Attaques de drones : quels impacts sur le commerce et l’assurance maritime ?
Jean Verheyen, « souscripteur-mandaté » actif dans les secteurs de niche du Transport et de l’Art & Patrimoine, compte parmi les leaders de l’assurance maritime. Les drones, qui font régulièrement la une de la presse, sont aussi une menace croissante pour le commerce maritime. Alors que des dizaines de milliers de navires entrent et sortent des ports belges chaque année, quelles sont les règles d’assurance en cas d’attaque ?

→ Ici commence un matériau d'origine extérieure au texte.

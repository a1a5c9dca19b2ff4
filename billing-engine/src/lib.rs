pub mod db;
pub mod domain;
pub mod engine;
pub mod error;
pub mod store;

#[cfg(test)]
pub(crate) mod testkit;

pub use engine::BillingEngine;
pub use error::{BillingError, StoreError};
pub use store::{BillingStore, Metric, PgStore};
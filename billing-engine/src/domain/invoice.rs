use std::fmt;
use std::str::FromStr;

use serde::Serialize;

/// The four billable energy concepts.
#[derive(Debug, Clone, Copy, PartialEq, Eq, Serialize)]
#[serde(rename_all = "UPPERCASE")]
pub enum Concept {
    /// EA: active energy, consumption at the tariff's CU rate.
    Ea,
    /// EC: commercialization of excess, injection at the tariff's C rate.
    Ec,
    /// EE1: injection offset by own consumption, credited at -CU.
    Ee1,
    /// EE2: injection beyond total consumption, priced at hourly market rates.
    Ee2,
}

impl fmt::Display for Concept {
    fn fmt(&self, f: &mut fmt::Formatter<'_>) -> fmt::Result {
        match self {
            Self::Ea => write!(f, "EA"),
            Self::Ec => write!(f, "EC"),
            Self::Ee1 => write!(f, "EE1"),
            Self::Ee2 => write!(f, "EE2"),
        }
    }
}

impl FromStr for Concept {
    type Err = String;

    fn from_str(s: &str) -> Result<Self, Self::Err> {
        match s.to_ascii_lowercase().as_str() {
            "ea" => Ok(Self::Ea),
            "ec" => Ok(Self::Ec),
            "ee1" => Ok(Self::Ee1),
            "ee2" => Ok(Self::Ee2),
            other => Err(format!("unknown billing concept '{other}'")),
        }
    }
}

/// One computed invoice line: quantity in kWh, rate in currency per
/// kWh, total = quantity * rate (except EE2, where rate is derived
/// from the total).
#[derive(Debug, Clone, Serialize)]
pub struct ConceptLine {
    pub concept: Concept,
    pub quantity: f64,
    pub rate: f64,
    pub total: f64,
}

/// A full customer-month invoice. Never persisted; recomputed per
/// request.
#[derive(Debug, Clone, Serialize)]
pub struct Invoice {
    pub service_id: i64,
    pub year: i32,
    pub month: u8,
    pub ea: ConceptLine,
    pub ec: ConceptLine,
    pub ee1: ConceptLine,
    pub ee2: ConceptLine,
    pub total: f64,
}
use serde::Serialize;

/// A billed connection point. `demand_class` is the customer-declared
/// classification; it only participates in tariff lookup for voltage
/// levels outside {2, 3}.
#[derive(Debug, Clone, sqlx::FromRow, Serialize)]
pub struct Service {
    pub service_id: i64,
    pub market_id: i64,
    pub demand_class: i32,
    pub voltage_level: i32,
}
use std::collections::BTreeMap;

use sqlx::PgPool;
use time::OffsetDateTime;

use crate::db::queries;
use crate::domain::{MonthlyEnergy, Service, Tariff};
use crate::error::StoreError;

/// The two measured quantities on a reading.
#[derive(Debug, Clone, Copy, PartialEq, Eq)]
pub enum Metric {
    Consumption,
    Injection,
}

impl Metric {
    pub(crate) fn column(self) -> &'static str {
        match self {
            Self::Consumption => "consumption_kwh",
            Self::Injection => "injection_kwh",
        }
    }
}

/// Read-only storage surface the billing engine computes against. The
/// engine stays free of query syntax; `PgStore` carries the production
/// implementation and tests substitute an in-memory one.
#[async_trait::async_trait]
pub trait BillingStore: Send + Sync {
    async fn find_service(&self, service_id: i64) -> Result<Option<Service>, StoreError>;

    /// `demand_class = None` means the dimension is ignored in the
    /// lookup. The caller decides which case applies; the store never
    /// inspects voltage-level policy.
    async fn find_tariff(
        &self,
        market_id: i64,
        voltage_level: i32,
        demand_class: Option<i32>,
    ) -> Result<Option<Tariff>, StoreError>;

    /// Sum of one metric over the inclusive window. 0 when no rows
    /// match; absent cell values are excluded rather than zeroed.
    async fn sum_metric(
        &self,
        service_id: i64,
        metric: Metric,
        start: OffsetDateTime,
        end: OffsetDateTime,
    ) -> Result<f64, StoreError>;

    /// Per hour-of-day sums of one metric over the inclusive window,
    /// collapsed across dates.
    async fn bucket_metric_by_hour(
        &self,
        service_id: i64,
        metric: Metric,
        start: OffsetDateTime,
        end: OffsetDateTime,
    ) -> Result<BTreeMap<u8, f64>, StoreError>;

    /// Market price for the half-open slot [slot_start, slot_end), or
    /// None when market data has not yet landed for that hour.
    async fn market_hourly_price(
        &self,
        slot_start: OffsetDateTime,
        slot_end: OffsetDateTime,
    ) -> Result<Option<f64>, StoreError>;

    /// A service's full reading history grouped by (year, month).
    async fn monthly_energy(&self, service_id: i64) -> Result<Vec<MonthlyEnergy>, StoreError>;

    /// Consumption per hour across all services, inclusive window.
    async fn system_consumption_by_hour(
        &self,
        start: OffsetDateTime,
        end: OffsetDateTime,
    ) -> Result<BTreeMap<u8, f64>, StoreError>;
}

/// Production store backed by Postgres via sqlx.
#[derive(Debug, Clone)]
pub struct PgStore {
    pool: PgPool,
}

impl PgStore {
    pub fn new(pool: PgPool) -> Self {
        Self { pool }
    }
}

#[async_trait::async_trait]
impl BillingStore for PgStore {
    async fn find_service(&self, service_id: i64) -> Result<Option<Service>, StoreError> {
        queries::find_service(&self.pool, service_id)
            .await
            .map_err(StoreError::from)
    }

    async fn find_tariff(
        &self,
        market_id: i64,
        voltage_level: i32,
        demand_class: Option<i32>,
    ) -> Result<Option<Tariff>, StoreError> {
        queries::find_tariff(&self.pool, market_id, voltage_level, demand_class)
            .await
            .map_err(StoreError::from)
    }

    async fn sum_metric(
        &self,
        service_id: i64,
        metric: Metric,
        start: OffsetDateTime,
        end: OffsetDateTime,
    ) -> Result<f64, StoreError> {
        queries::sum_metric(&self.pool, service_id, metric, start, end)
            .await
            .map_err(StoreError::from)
    }

    async fn bucket_metric_by_hour(
        &self,
        service_id: i64,
        metric: Metric,
        start: OffsetDateTime,
        end: OffsetDateTime,
    ) -> Result<BTreeMap<u8, f64>, StoreError> {
        queries::bucket_metric_by_hour(&self.pool, service_id, metric, start, end)
            .await
            .map_err(StoreError::from)
    }

    async fn market_hourly_price(
        &self,
        slot_start: OffsetDateTime,
        slot_end: OffsetDateTime,
    ) -> Result<Option<f64>, StoreError> {
        queries::market_hourly_price(&self.pool, slot_start, slot_end)
            .await
            .map_err(StoreError::from)
    }

    async fn monthly_energy(&self, service_id: i64) -> Result<Vec<MonthlyEnergy>, StoreError> {
        queries::monthly_energy(&self.pool, service_id)
            .await
            .map_err(StoreError::from)
    }

    async fn system_consumption_by_hour(
        &self,
        start: OffsetDateTime,
        end: OffsetDateTime,
    ) -> Result<BTreeMap<u8, f64>, StoreError> {
        queries::system_consumption_by_hour(&self.pool, start, end)
            .await
            .map_err(StoreError::from)
    }
}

Les drones navals sont devenus des armes stratégiques de l’Ukraine contre la flotte russe en mer Noire, tandis qu’en mer Rouge, les Houthis du Yémen mènent depuis 2023 des attaques sur des navires marchands à l’aide de drones pour faire pression sur Israël. Si l’on peut espérer que la paix s’installe à Gaza et ramène de la sérénité sur la route maritime passant par la mer Rouge, les drones n’en restent pas moins une menace croissante pour les navires marchands. Les produits dangereux (pétrole, produits chimiques…) et les produits de grande valeur deviennent des cargaisons plus risquées, que ce soit sur le plan environnemental ou financier.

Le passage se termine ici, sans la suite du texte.